Stored data entries:
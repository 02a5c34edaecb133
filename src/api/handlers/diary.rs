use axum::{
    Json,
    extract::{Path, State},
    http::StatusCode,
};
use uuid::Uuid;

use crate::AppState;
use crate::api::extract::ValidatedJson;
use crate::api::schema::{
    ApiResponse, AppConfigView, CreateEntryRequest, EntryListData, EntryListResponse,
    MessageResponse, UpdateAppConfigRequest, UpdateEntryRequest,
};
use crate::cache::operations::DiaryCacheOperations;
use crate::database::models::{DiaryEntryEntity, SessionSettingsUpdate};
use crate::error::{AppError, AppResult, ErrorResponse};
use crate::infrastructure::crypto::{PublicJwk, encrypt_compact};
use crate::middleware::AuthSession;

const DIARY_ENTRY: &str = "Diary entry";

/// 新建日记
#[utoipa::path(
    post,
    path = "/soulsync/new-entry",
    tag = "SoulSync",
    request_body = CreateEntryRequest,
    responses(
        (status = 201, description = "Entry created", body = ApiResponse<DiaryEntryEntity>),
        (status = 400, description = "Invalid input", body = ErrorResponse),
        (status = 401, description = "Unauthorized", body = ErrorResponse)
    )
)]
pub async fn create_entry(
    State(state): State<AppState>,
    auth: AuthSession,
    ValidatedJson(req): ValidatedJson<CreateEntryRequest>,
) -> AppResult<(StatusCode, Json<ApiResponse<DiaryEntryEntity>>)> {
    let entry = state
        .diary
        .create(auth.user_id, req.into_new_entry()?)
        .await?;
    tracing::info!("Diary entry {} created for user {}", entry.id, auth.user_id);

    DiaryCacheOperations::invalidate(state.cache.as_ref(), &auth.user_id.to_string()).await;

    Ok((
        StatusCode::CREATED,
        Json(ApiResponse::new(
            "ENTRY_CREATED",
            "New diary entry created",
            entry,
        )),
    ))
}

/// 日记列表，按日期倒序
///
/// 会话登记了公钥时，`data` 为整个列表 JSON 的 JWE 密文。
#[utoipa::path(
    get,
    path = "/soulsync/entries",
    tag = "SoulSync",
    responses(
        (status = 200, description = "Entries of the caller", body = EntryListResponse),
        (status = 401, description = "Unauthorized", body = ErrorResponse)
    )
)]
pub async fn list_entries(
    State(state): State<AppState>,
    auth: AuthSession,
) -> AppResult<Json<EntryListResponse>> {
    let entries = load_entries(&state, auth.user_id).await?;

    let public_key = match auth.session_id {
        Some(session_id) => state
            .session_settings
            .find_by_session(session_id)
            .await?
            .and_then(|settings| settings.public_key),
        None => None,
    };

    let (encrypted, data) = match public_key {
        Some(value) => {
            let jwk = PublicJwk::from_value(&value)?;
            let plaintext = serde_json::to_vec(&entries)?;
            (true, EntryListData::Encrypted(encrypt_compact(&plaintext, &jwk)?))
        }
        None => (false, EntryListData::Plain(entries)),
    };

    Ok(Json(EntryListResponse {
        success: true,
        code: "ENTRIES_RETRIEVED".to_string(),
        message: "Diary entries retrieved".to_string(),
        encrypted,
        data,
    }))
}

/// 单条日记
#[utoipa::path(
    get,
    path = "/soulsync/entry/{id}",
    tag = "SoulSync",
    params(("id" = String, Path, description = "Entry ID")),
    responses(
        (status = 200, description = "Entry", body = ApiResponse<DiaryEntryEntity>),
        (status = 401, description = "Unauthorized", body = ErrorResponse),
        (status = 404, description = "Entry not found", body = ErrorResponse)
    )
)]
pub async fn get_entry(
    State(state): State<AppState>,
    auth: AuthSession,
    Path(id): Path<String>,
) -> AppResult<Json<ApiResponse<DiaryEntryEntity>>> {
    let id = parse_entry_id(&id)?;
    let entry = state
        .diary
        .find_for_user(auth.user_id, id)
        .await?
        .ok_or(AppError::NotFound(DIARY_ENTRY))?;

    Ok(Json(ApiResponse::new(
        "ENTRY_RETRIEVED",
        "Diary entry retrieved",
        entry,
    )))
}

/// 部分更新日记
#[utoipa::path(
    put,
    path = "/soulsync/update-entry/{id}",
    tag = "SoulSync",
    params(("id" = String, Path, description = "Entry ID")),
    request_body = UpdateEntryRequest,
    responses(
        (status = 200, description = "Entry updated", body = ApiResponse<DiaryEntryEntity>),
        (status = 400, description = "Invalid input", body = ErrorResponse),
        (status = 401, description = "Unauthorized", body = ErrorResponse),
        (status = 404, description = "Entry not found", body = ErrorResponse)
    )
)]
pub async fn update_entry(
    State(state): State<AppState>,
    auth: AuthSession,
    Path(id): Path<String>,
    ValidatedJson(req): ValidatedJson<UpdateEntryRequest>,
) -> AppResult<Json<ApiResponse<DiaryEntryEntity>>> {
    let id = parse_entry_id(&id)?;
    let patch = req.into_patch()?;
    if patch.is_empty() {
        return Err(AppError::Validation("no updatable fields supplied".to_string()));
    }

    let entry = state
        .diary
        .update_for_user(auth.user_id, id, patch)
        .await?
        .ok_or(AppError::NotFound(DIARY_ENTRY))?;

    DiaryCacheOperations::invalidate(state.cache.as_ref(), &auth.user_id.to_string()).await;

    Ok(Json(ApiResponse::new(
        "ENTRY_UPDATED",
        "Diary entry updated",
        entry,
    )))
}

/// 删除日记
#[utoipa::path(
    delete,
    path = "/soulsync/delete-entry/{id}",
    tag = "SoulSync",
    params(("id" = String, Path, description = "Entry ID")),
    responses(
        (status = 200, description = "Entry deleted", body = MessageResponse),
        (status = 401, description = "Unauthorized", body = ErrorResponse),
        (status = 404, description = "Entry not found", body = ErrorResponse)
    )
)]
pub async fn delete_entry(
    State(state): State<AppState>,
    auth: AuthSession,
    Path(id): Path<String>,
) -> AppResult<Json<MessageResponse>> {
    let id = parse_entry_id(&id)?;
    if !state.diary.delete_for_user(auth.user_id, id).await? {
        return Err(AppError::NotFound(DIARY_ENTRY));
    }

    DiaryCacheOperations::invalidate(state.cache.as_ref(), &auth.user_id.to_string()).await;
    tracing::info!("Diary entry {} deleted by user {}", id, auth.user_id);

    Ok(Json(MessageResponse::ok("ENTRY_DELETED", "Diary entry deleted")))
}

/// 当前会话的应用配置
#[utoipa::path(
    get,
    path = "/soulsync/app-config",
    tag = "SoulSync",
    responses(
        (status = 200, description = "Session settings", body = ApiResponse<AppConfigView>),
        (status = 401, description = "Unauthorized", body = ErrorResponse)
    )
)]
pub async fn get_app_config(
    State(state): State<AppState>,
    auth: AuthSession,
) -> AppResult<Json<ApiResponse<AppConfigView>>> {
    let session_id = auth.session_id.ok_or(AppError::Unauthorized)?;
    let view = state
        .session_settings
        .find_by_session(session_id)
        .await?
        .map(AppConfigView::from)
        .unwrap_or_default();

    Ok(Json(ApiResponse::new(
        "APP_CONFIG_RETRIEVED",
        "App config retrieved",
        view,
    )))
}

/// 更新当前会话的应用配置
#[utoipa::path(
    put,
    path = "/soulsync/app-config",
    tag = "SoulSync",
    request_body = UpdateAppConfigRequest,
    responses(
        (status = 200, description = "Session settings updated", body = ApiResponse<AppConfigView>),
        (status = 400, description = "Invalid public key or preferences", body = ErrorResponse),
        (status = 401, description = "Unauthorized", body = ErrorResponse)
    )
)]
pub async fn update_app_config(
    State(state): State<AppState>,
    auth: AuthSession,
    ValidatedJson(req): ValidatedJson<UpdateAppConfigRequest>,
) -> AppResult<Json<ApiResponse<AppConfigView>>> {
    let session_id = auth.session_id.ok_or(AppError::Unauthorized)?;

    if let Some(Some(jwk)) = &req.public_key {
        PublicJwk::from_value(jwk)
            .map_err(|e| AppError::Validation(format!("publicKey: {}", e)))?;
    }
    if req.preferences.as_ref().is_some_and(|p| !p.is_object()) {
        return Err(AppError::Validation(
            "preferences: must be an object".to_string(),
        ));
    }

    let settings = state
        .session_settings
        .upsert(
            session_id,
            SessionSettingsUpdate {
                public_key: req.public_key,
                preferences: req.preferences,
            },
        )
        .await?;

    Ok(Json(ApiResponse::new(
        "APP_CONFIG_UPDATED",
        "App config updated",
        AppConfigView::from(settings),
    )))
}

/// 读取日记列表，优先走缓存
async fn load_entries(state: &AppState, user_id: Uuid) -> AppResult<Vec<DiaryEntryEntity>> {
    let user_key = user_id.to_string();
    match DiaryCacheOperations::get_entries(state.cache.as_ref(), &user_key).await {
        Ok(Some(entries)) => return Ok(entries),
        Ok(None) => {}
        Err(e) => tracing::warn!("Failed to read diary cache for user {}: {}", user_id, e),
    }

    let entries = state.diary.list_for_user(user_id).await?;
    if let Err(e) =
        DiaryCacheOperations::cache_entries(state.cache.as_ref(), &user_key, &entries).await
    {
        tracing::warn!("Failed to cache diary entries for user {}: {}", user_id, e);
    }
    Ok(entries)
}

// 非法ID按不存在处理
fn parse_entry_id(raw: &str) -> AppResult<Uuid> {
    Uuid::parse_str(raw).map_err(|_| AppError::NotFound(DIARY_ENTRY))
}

#### [Required action]
One number answers this exercise: the count of lines above in which the word "AppError" appears.

#### [Your solution]
10